Record excerpts Start Marker

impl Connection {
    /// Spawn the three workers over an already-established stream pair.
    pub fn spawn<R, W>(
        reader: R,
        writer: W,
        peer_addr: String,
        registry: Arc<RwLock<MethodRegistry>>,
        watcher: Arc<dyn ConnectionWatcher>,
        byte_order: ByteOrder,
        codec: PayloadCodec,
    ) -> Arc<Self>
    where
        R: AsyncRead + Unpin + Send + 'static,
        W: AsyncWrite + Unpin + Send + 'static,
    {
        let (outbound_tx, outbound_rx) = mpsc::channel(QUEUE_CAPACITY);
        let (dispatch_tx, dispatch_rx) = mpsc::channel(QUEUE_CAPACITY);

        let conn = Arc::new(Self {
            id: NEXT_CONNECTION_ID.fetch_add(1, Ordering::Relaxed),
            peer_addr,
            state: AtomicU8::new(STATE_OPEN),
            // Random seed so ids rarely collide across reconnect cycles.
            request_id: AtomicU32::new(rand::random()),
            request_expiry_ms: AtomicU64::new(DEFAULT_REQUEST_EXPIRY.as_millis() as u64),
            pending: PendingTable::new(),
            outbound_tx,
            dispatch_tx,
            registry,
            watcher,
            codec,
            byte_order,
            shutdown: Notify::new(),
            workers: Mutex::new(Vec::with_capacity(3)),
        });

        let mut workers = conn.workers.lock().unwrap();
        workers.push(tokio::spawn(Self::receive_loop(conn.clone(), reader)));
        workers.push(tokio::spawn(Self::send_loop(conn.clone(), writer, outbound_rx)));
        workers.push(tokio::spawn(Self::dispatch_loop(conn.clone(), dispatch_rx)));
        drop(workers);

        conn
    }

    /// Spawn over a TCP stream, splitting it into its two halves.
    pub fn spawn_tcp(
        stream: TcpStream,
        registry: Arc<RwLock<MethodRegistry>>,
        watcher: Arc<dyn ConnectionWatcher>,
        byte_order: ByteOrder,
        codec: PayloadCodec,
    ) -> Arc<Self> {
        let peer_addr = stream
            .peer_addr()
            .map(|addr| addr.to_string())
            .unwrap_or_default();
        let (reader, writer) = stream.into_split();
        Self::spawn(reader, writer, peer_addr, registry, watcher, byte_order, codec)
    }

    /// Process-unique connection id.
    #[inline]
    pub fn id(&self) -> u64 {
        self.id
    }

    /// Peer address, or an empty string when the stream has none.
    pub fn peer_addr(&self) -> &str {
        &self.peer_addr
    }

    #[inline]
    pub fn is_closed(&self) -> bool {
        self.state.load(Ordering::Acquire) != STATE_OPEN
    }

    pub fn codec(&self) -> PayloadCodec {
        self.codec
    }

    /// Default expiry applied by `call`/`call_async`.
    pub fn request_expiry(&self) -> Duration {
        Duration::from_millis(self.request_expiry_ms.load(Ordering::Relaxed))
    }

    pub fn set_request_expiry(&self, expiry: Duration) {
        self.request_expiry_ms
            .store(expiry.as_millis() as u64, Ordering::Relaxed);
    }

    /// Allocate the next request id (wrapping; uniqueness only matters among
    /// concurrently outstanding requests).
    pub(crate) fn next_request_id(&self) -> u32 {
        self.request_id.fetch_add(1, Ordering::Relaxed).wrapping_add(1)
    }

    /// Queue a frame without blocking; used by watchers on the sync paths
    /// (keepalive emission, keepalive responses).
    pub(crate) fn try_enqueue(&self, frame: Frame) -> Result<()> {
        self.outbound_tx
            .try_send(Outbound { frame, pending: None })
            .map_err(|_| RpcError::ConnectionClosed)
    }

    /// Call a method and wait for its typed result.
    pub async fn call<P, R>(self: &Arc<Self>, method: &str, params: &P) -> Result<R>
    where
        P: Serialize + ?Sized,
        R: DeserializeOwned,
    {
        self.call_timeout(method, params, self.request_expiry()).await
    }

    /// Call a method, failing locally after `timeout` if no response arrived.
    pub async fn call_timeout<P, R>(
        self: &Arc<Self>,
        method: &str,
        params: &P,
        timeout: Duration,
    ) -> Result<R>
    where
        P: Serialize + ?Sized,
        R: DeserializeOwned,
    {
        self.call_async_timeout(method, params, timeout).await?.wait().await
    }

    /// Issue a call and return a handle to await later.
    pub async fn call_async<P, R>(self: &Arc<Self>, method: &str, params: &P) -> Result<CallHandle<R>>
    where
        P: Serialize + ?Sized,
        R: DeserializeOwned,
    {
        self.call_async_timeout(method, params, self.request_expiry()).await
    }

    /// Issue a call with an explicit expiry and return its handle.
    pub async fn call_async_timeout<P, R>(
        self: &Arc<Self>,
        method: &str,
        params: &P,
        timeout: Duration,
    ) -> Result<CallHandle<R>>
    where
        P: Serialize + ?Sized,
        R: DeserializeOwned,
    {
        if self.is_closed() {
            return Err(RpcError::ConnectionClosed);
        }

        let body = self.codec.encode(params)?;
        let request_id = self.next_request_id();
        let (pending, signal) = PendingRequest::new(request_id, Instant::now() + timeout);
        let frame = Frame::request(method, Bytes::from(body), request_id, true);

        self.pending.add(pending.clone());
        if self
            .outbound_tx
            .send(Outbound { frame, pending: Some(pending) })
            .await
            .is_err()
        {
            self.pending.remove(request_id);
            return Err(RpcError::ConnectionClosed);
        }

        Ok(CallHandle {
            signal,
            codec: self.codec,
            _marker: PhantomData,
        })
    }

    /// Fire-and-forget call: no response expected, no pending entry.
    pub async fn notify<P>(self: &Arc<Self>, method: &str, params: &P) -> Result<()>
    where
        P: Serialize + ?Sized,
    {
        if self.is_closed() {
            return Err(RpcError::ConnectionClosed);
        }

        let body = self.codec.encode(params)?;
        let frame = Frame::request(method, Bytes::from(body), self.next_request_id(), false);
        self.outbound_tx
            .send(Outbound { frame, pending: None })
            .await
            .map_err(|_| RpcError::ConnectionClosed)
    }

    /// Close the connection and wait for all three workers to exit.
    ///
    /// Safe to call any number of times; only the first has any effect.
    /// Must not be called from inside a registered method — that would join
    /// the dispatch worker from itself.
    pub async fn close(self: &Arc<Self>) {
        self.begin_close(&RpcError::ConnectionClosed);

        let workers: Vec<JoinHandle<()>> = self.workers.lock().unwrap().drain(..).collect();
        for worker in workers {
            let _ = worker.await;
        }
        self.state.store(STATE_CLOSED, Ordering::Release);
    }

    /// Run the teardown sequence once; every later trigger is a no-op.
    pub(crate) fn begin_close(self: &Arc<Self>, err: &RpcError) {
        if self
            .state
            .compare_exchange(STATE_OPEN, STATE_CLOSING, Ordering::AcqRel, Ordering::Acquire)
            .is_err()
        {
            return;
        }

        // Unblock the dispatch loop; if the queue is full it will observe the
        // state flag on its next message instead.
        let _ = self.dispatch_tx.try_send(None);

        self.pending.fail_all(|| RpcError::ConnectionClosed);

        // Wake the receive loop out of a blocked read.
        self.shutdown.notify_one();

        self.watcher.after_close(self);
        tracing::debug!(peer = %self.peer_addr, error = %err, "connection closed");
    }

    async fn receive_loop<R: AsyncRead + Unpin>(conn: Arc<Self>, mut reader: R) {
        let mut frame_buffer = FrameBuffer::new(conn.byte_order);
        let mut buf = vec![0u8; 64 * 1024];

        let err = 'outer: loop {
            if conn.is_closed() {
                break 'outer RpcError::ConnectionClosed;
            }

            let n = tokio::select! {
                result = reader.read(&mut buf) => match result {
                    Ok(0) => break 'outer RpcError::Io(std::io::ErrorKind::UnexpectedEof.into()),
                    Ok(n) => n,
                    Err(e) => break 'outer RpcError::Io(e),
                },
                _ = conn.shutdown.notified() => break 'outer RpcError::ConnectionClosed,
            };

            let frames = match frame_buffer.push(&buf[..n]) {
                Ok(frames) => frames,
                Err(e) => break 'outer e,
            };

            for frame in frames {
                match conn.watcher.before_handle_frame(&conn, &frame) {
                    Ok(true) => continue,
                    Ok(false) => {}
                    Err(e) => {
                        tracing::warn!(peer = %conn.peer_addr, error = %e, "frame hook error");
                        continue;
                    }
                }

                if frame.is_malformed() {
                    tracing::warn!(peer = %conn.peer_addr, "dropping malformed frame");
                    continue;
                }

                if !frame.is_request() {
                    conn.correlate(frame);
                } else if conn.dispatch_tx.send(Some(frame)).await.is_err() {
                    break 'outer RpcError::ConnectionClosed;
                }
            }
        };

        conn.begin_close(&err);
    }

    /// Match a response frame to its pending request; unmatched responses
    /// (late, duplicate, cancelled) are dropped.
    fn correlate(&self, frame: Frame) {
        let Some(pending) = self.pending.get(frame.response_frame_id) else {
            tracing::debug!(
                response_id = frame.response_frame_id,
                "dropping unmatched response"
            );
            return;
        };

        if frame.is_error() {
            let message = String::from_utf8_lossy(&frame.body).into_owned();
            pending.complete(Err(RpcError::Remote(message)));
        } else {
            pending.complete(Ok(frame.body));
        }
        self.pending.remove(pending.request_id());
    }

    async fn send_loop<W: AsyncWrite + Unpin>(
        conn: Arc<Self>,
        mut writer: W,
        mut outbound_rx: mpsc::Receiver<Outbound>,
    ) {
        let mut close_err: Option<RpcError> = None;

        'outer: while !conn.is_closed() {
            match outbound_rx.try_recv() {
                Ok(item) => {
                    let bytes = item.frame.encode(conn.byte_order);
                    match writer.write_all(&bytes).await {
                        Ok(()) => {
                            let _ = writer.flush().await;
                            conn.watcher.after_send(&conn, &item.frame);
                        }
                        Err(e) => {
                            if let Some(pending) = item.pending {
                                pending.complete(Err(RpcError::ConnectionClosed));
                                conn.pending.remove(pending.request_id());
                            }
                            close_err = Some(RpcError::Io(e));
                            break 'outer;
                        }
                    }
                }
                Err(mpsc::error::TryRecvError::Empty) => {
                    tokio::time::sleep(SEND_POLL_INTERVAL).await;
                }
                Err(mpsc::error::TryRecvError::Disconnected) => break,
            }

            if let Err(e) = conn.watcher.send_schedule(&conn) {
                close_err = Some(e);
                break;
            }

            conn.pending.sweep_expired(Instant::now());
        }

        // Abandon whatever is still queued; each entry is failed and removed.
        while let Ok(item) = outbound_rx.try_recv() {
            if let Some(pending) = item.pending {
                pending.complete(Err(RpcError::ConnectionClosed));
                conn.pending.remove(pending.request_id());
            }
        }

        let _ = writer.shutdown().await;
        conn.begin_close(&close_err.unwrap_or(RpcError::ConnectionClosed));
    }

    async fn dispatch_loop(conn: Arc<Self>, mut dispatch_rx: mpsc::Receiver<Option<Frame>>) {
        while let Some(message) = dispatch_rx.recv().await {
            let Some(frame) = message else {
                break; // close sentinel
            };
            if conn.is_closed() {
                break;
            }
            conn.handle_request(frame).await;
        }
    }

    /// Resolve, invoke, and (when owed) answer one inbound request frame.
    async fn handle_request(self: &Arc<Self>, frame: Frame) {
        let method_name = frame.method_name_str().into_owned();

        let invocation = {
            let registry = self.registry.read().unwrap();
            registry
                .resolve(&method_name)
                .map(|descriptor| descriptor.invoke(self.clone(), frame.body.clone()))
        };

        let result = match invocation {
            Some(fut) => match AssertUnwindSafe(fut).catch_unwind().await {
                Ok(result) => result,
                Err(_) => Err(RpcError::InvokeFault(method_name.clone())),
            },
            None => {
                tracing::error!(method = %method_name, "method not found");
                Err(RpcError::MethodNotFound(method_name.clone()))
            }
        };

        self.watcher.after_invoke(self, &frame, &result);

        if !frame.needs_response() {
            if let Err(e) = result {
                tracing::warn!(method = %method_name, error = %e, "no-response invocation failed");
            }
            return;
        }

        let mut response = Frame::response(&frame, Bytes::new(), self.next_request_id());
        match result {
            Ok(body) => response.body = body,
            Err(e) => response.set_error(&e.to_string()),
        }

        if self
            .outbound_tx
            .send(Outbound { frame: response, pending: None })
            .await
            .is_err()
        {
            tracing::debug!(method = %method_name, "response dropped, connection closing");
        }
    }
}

Record excerpts End Marker
Record excerpts Start Marker

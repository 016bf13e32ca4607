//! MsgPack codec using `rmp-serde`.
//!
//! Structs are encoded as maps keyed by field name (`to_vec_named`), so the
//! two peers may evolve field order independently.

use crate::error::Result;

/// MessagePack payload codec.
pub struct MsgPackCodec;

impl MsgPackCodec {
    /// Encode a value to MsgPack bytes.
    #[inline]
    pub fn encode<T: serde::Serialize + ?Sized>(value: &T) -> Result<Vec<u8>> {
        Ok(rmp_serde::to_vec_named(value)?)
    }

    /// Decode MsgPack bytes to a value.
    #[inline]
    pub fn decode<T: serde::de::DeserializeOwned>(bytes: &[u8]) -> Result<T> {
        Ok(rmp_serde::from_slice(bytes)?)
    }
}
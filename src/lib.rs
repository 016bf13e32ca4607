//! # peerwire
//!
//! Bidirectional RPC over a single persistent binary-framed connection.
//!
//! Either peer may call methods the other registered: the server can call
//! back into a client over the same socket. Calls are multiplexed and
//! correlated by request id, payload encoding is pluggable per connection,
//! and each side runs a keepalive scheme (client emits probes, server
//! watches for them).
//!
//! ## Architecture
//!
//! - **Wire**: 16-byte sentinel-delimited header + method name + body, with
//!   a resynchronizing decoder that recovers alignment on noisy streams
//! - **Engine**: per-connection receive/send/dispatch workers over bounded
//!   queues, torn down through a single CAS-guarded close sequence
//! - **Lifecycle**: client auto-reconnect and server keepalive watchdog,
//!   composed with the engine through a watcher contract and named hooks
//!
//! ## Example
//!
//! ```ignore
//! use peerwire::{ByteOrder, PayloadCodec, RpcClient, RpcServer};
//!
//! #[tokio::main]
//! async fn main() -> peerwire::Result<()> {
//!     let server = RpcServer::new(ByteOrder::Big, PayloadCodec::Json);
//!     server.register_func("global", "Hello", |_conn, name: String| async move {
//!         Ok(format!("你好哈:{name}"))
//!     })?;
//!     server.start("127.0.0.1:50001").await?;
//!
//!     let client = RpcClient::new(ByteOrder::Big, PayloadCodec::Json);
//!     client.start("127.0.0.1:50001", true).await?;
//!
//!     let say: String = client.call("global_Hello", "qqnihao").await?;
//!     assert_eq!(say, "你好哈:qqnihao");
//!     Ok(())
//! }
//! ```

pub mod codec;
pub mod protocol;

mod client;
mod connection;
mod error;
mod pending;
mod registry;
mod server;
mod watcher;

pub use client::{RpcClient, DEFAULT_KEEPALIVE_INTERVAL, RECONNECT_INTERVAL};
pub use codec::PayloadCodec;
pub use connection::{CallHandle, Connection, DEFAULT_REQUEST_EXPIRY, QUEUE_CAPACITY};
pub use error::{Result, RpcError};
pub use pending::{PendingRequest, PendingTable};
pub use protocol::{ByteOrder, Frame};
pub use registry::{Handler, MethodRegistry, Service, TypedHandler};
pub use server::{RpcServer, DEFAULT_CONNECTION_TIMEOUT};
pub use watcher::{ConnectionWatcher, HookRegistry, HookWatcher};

Record excerpts End Marker

_Task item_. Copy out the lines of the records above in which the string "body" appears.

_The answer_.
        let body = self.codec.encode(params)?;
        let frame = Frame::request(method, Bytes::from(body), request_id, true);
        let body = self.codec.encode(params)?;
        let frame = Frame::request(method, Bytes::from(body), self.next_request_id(), false);
            let message = String::from_utf8_lossy(&frame.body).into_owned();
            pending.complete(Ok(frame.body));
                .map(|descriptor| descriptor.invoke(self.clone(), frame.body.clone()))
            Ok(body) => response.body = body,
//! - **Wire**: 16-byte sentinel-delimited header + method name + body, with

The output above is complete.